Suatu Hari di Rumah Anda
      : Tatok

Saya suka pada rumah Anda;
pada kesederhanaan yang ada,
pada sepi yang menyala-nyala,
dan benda-benda yang dihidupkan
oleh cinta.

tidak hanya itu, saya juga suka
pada kata-kata yang mengepung
rumah Anda.

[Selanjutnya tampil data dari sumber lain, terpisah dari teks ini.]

//! State replication between the authority and the other participants.
//!
//! - `snapshot`: Turn-result and full-state payloads
//! - `message`: Message kinds, event codes, addressing, and the wire codec
//! - `transport`: The outbound seam the host implements
//! - `coordinator`: Packaging on the authority, stale/version checks on receivers

pub mod snapshot;
pub mod message;
pub mod transport;
pub mod coordinator;

pub use snapshot::{
    FullStateSnapshot, ParticipantSnapshot, ParticipantTurnResult, TurnResultSnapshot, SNAPSHOT_VERSION,
};
pub use message::{Delivery, Envelope, Message, Recipients};
pub use transport::{ChannelTransport, NullTransport, Transport};
pub use coordinator::{ApplyOutcome, ReplicationCoordinator};
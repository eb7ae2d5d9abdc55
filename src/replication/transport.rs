//! Transport seam.
//!
//! The duel core never talks to a network directly. It hands addressed
//! [`Envelope`]s to a [`Transport`]; the host delivers them and feeds
//! received messages back through `MatchContext::handle_message` (or
//! `handle_bytes`).

use crossbeam_channel::{Receiver, Sender};

use super::message::Envelope;
use crate::core::{DuelError, DuelResult};

/// Outbound message sink.
pub trait Transport {
    /// Hand an envelope to the transport.
    fn send(&mut self, envelope: Envelope) -> DuelResult<()>;
}

/// Transport backed by a crossbeam channel.
///
/// The host drains the receiver and routes envelopes to their recipients.
#[derive(Clone, Debug)]
pub struct ChannelTransport {
    sender: Sender<Envelope>,
}

impl ChannelTransport {
    /// Create a transport and the receiver the host drains.
    #[must_use]
    pub fn unbounded() -> (Self, Receiver<Envelope>) {
        let (sender, receiver) = crossbeam_channel::unbounded();
        (Self { sender }, receiver)
    }

    /// Wrap an existing sender.
    #[must_use]
    pub fn from_sender(sender: Sender<Envelope>) -> Self {
        Self { sender }
    }
}

impl Transport for ChannelTransport {
    fn send(&mut self, envelope: Envelope) -> DuelResult<()> {
        self.sender
            .send(envelope)
            .map_err(|err| DuelError::Transport(err.to_string()))
    }
}

/// Transport that drops everything. Useful for single-process tests.
#[derive(Clone, Copy, Debug, Default)]
pub struct NullTransport;

impl Transport for NullTransport {
    fn send(&mut self, _envelope: Envelope) -> DuelResult<()> {
        Ok(())
    }
}
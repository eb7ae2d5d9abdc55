//! End-of-match determination.

use serde::{Deserialize, Serialize};

use crate::core::{ParticipantId, ParticipantMap};

/// Result of a completed match from one participant's point of view.
#[derive(Clone, Copy, Debug, PartialEq, Eq, Serialize, Deserialize)]
pub enum MatchOutcome {
    /// Strictly more points than the opponent.
    Win,
    /// Equal points.
    Draw,
    /// Fewer points.
    Loss,
}

impl MatchOutcome {
    /// Compare own score against the opponent's.
    ///
    /// Equality is checked first, so a draw can never be reported as a win.
    #[must_use]
    pub fn from_scores(own: i32, opponent: i32) -> Self {
        if own == opponent {
            MatchOutcome::Draw
        } else if own > opponent {
            MatchOutcome::Win
        } else {
            MatchOutcome::Loss
        }
    }
}

/// Every participant's final score, broadcast once when the match ends.
#[derive(Clone, Debug, Default, PartialEq, Eq, Serialize, Deserialize)]
pub struct FinalScores {
    /// Final score by participant.
    pub scores: ParticipantMap<i32>,
}

impl FinalScores {
    /// Wrap a score map.
    #[must_use]
    pub fn new(scores: ParticipantMap<i32>) -> Self {
        Self { scores }
    }

    /// A participant's score, if present.
    #[must_use]
    pub fn score_of(&self, id: ParticipantId) -> Option<i32> {
        self.scores.get(id).copied()
    }

    /// The opponent's score from `local`'s point of view (0 if none).
    ///
    /// Duels have exactly one opponent; with more entries the last one in id
    /// order is used.
    #[must_use]
    pub fn opponent_score(&self, local: ParticipantId) -> i32 {
        self.scores
            .iter()
            .filter(|(id, _)| *id != local)
            .map(|(_, score)| *score)
            .last()
            .unwrap_or(0)
    }

    /// Outcome for `local`. A missing local entry counts as 0 points.
    #[must_use]
    pub fn outcome_for(&self, local: ParticipantId) -> MatchOutcome {
        let own = self.score_of(local).unwrap_or(0);
        MatchOutcome::from_scores(own, self.opponent_score(local))
    }
}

Kata yang sering
menemani ibu Anda membaca musim

di rumah Anda, saya menidurkan
semua hal janggal, dan merenungkan
yang tunggal.

di beranda Anda, saya membunuh tol
di kepala saya, juga gedung-gedung
yang melahirkan malapetaka.

kemudian mengutuk diri saya sendiri
menjadi seekor merpati seperti kepunyaan
Anda.

Sangon 2018


Di Rumah Ibu Sunarsih

aku suka pada rumah yang mengumpat
di punggung pepohonan ini. masih
patuh pada titah leluhur. Semuanya
masih asri. Pagi masih seperti kecup
di kening.

asap mengepul di bubungan dapur
menerjemah bahasa perut yang carut-
marut.

di pagi hari, tuhan selalu saja
mengirim burung-burung untuk bersajak
perihal si pengambil nira dan si
Penambang emas.

aku masih berdiam diri di sini
membiarkan bibir terkatup seperti
peti mati. Sebab tak ada kosa kata
untuk berbicara tentang asal-usul.

Sangon 2018


 

*puisi ini pernah dimuat di koran Padang Ekspres, Minggu, 7 Oktober 2018


*)Syarif Santava lahir di Sumenep, Madura. Sedang belajar di Fakultas Ushuluddin dan Pemikiran Islam UIN Suka Yogyakarta. Bergiat di Komunitas Menulis Pinggir Rel (MPR), dan juga aktif di Teater Masyarakat Bawah Langit.